DERIVATION_EXPLICIT - an explicitly written COLLATE clause
DERIVATION_NONE - a mix of two different collations
DERIVATION_IMPLICIT - a column
DERIVATION_SYSCONST - a system function
DERIVATION_COERCIBLE - a string constant
DERIVATION_NUMERIC - a numeric constant coerced to a character string
DERIVATION_IGNORABLE - a NULL value.
These are ordered by strength from highest (DERIVATION_EXPLICIT) to lowest (DERIVATION_IGNORABLE), and a low enum value means higher strength.

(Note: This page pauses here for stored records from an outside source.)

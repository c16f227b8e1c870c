//! Render loop driver.
//!
//! Pulls blocks from a [`Session`] at the display's cadence and hands them to
//! a [`Renderer`]. The driver is the only place that decides when the loop
//! ends, and it always closes the session before reporting why.

use std::fmt;
use std::sync::atomic::{AtomicBool, Ordering};
use std::sync::Arc;
use std::time::Duration;

use tokio::time::MissedTickBehavior;

use crate::pipeline::ChannelStats;
use crate::render::Renderer;
use crate::session::{Session, StreamState};
use crate::{RenderError, SampleBlock, StreamError};

/// Why the render loop stopped.
#[derive(Debug, Clone, Copy, PartialEq, Eq)]
pub enum StopReason {
    /// The renderer reported that its display was closed.
    DisplayClosed,
    /// The [`StopSignal`] was triggered.
    Cancelled,
    /// The device reported a terminal error.
    DeviceError,
    /// The renderer failed to draw a block.
    RenderFailure,
    /// The session was closed from elsewhere.
    StreamClosed,
    /// The source delivered its last block and every queued block was taken.
    EndOfStream,
}

impl fmt::Display for StopReason {
    fn fmt(&self, f: &mut fmt::Formatter<'_>) -> fmt::Result {
        match self {
            Self::DisplayClosed => write!(f, "display closed"),
            Self::Cancelled => write!(f, "cancelled"),
            Self::DeviceError => write!(f, "device error"),
            Self::RenderFailure => write!(f, "render failure"),
            Self::StreamClosed => write!(f, "stream closed"),
            Self::EndOfStream => write!(f, "end of stream"),
        }
    }
}

/// Outcome of one render tick.
#[derive(Debug, Clone, Copy, PartialEq, Eq)]
pub enum Tick {
    /// Keep ticking.
    Continue,
    /// The loop is done. Every later tick returns the same reason.
    Stop(StopReason),
}

/// Cloneable cancellation flag for a render loop.
///
/// # Example
///
/// ```
/// use scope_stream::StopSignal;
///
/// let signal = StopSignal::new();
/// let for_ctrl_c = signal.clone();
/// for_ctrl_c.cancel();
/// assert!(signal.is_cancelled());
/// ```
#[derive(Debug, Clone, Default)]
pub struct StopSignal(Arc<AtomicBool>);

impl StopSignal {
    /// Creates an untriggered signal.
    pub fn new() -> Self {
        Self::default()
    }

    /// Asks the render loop to stop at its next tick.
    pub fn cancel(&self) {
        self.0.store(true, Ordering::SeqCst);
    }

    /// Returns `true` once [`cancel()`](Self::cancel) has been called.
    pub fn is_cancelled(&self) -> bool {
        self.0.load(Ordering::SeqCst)
    }
}

/// Counters kept by a [`RenderDriver`].
#[derive(Debug, Clone, Copy, Default, PartialEq, Eq)]
pub struct RenderStats {
    /// Ticks that ran before the loop stopped.
    pub ticks: u64,
    /// Blocks drawn successfully.
    pub frames: u64,
    /// Ticks where no new block had arrived.
    pub empty_ticks: u64,
    /// Sequence numbers skipped between drawn blocks.
    pub skipped: u64,
    /// Sequence number of the last block handed to the renderer.
    pub last_sequence: Option<u64>,
}

/// Summary returned by [`RenderDriver::run()`] on a clean stop.
#[derive(Debug, Clone, Copy, PartialEq, Eq)]
pub struct RenderSummary {
    /// Why the loop stopped.
    pub reason: StopReason,
    /// Render-side counters.
    pub render: RenderStats,
    /// Channel counters at close.
    pub channel: ChannelStats,
    /// Session state after close (always `Closed`).
    pub final_state: StreamState,
}

/// Drives a [`Renderer`] from a [`Session`].
///
/// Each [`tick()`](Self::tick) checks for a stop condition, then takes at most
/// one block and draws it. Once a tick returns [`Tick::Stop`] the driver never
/// touches the session's channel again.
pub struct RenderDriver<R> {
    renderer: R,
    stop_signal: StopSignal,
    stats: RenderStats,
    stopped: Option<StopReason>,
    render_error: Option<RenderError>,
}

impl<R: Renderer> RenderDriver<R> {
    /// Creates a driver for `renderer`.
    pub fn new(renderer: R) -> Self {
        Self {
            renderer,
            stop_signal: StopSignal::new(),
            stats: RenderStats::default(),
            stopped: None,
            render_error: None,
        }
    }

    /// Uses an existing stop signal, e.g. one wired to Ctrl-C.
    #[must_use]
    pub fn with_stop_signal(mut self, signal: StopSignal) -> Self {
        self.stop_signal = signal;
        self
    }

    /// Returns a handle that cancels this driver.
    pub fn stop_signal(&self) -> StopSignal {
        self.stop_signal.clone()
    }

    /// The driven renderer.
    pub fn renderer(&self) -> &R {
        &self.renderer
    }

    /// Mutable access to the driven renderer.
    pub fn renderer_mut(&mut self) -> &mut R {
        &mut self.renderer
    }

    /// Consumes the driver and returns its renderer.
    pub fn into_renderer(self) -> R {
        self.renderer
    }

    /// Render-side counters so far.
    pub fn stats(&self) -> RenderStats {
        self.stats
    }

    /// Why the driver stopped, if it has.
    pub fn stop_reason(&self) -> Option<StopReason> {
        self.stopped
    }

    /// Runs one iteration of the render loop.
    ///
    /// On a stop condition the session is asked to stop, but not closed; the
    /// caller (or [`run()`](Self::run)) owns the session and closes it.
    pub fn tick(&mut self, session: &Session) -> Tick {
        if let Some(reason) = self.stopped {
            return Tick::Stop(reason);
        }
        self.stats.ticks += 1;

        let reason = if self.renderer.is_closed() {
            Some(StopReason::DisplayClosed)
        } else if self.stop_signal.is_cancelled() {
            Some(StopReason::Cancelled)
        } else if session.device_error().is_some() {
            Some(StopReason::DeviceError)
        } else {
            // Read before taking: a block published ahead of the end is then
            // already in the channel, so an empty take means fully drained.
            let finished = session.is_finished();
            match session.try_take() {
                Ok(Some(block)) => self.render(block),
                Ok(None) if finished => Some(StopReason::EndOfStream),
                Ok(None) => {
                    self.stats.empty_ticks += 1;
                    None
                }
                Err(_) => Some(StopReason::StreamClosed),
            }
        };

        match reason {
            Some(reason) => self.stop(session, reason),
            None => Tick::Continue,
        }
    }

    /// Ticks every `interval` until a stop condition, then closes the session.
    ///
    /// Missed ticks are skipped rather than bursted, so a slow renderer simply
    /// sees fewer blocks.
    ///
    /// # Errors
    ///
    /// - `DeviceError` if the device failed
    /// - `RenderFailure` if the renderer failed
    /// - `InvalidConfig` if `interval` is zero
    ///
    /// In every case the session has been closed and the device released
    /// before the error is returned.
    pub async fn run(
        &mut self,
        mut session: Session,
        interval: Duration,
    ) -> Result<RenderSummary, StreamError> {
        if interval.is_zero() {
            session.close();
            return Err(StreamError::invalid_config("render interval must be non-zero"));
        }

        let mut ticker = tokio::time::interval(interval);
        ticker.set_missed_tick_behavior(MissedTickBehavior::Skip);

        let reason = loop {
            ticker.tick().await;
            if let Tick::Stop(reason) = self.tick(&session) {
                break reason;
            }
        };

        let device_error = session.device_error();
        session.close();

        match reason {
            StopReason::DeviceError => Err(device_error
                .unwrap_or_else(|| StreamError::device_error("device stopped"))),
            StopReason::RenderFailure => Err(self.render_error.take().map_or_else(
                || StreamError::RenderFailure {
                    reason: "renderer failed".to_string(),
                },
                StreamError::from,
            )),
            _ => Ok(RenderSummary {
                reason,
                render: self.stats,
                channel: session.channel().stats(),
                final_state: session.state(),
            }),
        }
    }

    fn render(&mut self, block: SampleBlock) -> Option<StopReason> {
        let sequence = block.sequence();
        if let Some(last) = self.stats.last_sequence {
            self.stats.skipped += sequence.saturating_sub(last + 1);
        }
        self.stats.last_sequence = Some(sequence);

        match self.renderer.update(block) {
            Ok(()) => {
                self.stats.frames += 1;
                None
            }
            Err(e) => {
                tracing::warn!(error = %e, sequence, "Renderer failed");
                self.render_error = Some(e);
                Some(StopReason::RenderFailure)
            }
        }
    }

    fn stop(&mut self, session: &Session, reason: StopReason) -> Tick {
        tracing::info!(
            "Render loop stopping ({}): {} frames drawn, {} skipped",
            reason,
            self.stats.frames,
            self.stats.skipped
        );
        self.stopped = Some(reason);
        session.request_stop();
        Tick::Stop(reason)
    }
}
//! Tokio mpsc channel renderer implementation.

use tokio::sync::mpsc;
use tokio::sync::mpsc::error::TrySendError;

use crate::render::Renderer;
use crate::{RenderError, SampleBlock};

/// A renderer that forwards blocks to a tokio mpsc channel.
///
/// Useful when the actual display lives on another task or thread. Sending
/// never waits: if the channel is full the frame is skipped, since a live view
/// only cares about the newest block. The renderer reports itself closed once
/// the receiver is dropped.
///
/// # Example
///
/// ```
/// use scope_stream::{ChannelRenderer, SampleBlock};
/// use tokio::sync::mpsc;
///
/// let (tx, mut rx) = mpsc::channel::<SampleBlock>(4);
/// let renderer = ChannelRenderer::new(tx);
///
/// // Drive it with a RenderDriver...
/// // Then receive blocks:
/// // while let Some(block) = rx.recv().await { ... }
/// ```
pub struct ChannelRenderer {
    sender: mpsc::Sender<SampleBlock>,
    skipped: u64,
}

impl ChannelRenderer {
    /// Creates a new channel renderer with the given sender.
    pub fn new(sender: mpsc::Sender<SampleBlock>) -> Self {
        Self { sender, skipped: 0 }
    }

    /// Frames skipped because the channel was full.
    pub fn skipped(&self) -> u64 {
        self.skipped
    }
}

impl Renderer for ChannelRenderer {
    fn update(&mut self, block: SampleBlock) -> Result<(), RenderError> {
        match self.sender.try_send(block) {
            Ok(()) => Ok(()),
            Err(TrySendError::Full(block)) => {
                self.skipped += 1;
                tracing::trace!("Render channel full, skipped block #{}", block.sequence());
                Ok(())
            }
            Err(TrySendError::Closed(_)) => Err(RenderError::DisplayClosed),
        }
    }

    fn is_closed(&self) -> bool {
        self.sender.is_closed()
    }
}

#[cfg(test)]
mod tests {
    use super::*;
    use std::time::Duration;

    fn block(seq: u64) -> SampleBlock {
        SampleBlock::new(seq, vec![0.0; 4], Duration::ZERO, 44100, 1)
    }

    #[tokio::test]
    async fn test_channel_renderer_sends_blocks() {
        let (tx, mut rx) = mpsc::channel::<SampleBlock>(10);
        let mut renderer = ChannelRenderer::new(tx);

        renderer.update(block(1)).unwrap();

        let received = rx.recv().await.unwrap();
        assert_eq!(received.sequence(), 1);
    }

    #[tokio::test]
    async fn test_channel_renderer_skips_when_full() {
        let (tx, mut rx) = mpsc::channel::<SampleBlock>(1);
        let mut renderer = ChannelRenderer::new(tx);

        renderer.update(block(1)).unwrap();
        renderer.update(block(2)).unwrap();
        assert_eq!(renderer.skipped(), 1);

        assert_eq!(rx.recv().await.unwrap().sequence(), 1);
    }

    #[tokio::test]
    async fn test_channel_renderer_closed() {
        let (tx, rx) = mpsc::channel::<SampleBlock>(10);
        let mut renderer = ChannelRenderer::new(tx);

        // Drop the receiver
        drop(rx);

        assert!(renderer.is_closed());
        assert!(matches!(
            renderer.update(block(1)),
            Err(RenderError::DisplayClosed)
        ));
    }
}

Note that MySQL supports more coercibility types than the SQL standard, which only has explicit, implicit and none collation derivations. Explicit collation derivation are applied by specifying a COLLATE clause to a character string expression.
The most important rules are:
- If collations are the same: choose this collation, and the strongest derivation.
- If collations are different:
- Character sets may differ, but only if conversion without data loss is possible. The caller provides flags whether character set conversion attempts should be done. If no flags are substituted, then the character sets must be the same. Currently processed flags are: MY_COLL_ALLOW_SUPERSET_CONV - allow conversion to a superset MY_COLL_ALLOW_COERCIBLE_CONV - allow conversion of a coercible value
- two EXPLICIT collations produce an error, e.g. this is wrong: CONCAT(expr1 collate latin1_swedish_ci, expr2 collate latin1_german_ci)
- the side with smaller derivation value wins, i.e. a column is stronger than a string constant, an explicit COLLATE clause is stronger than a column.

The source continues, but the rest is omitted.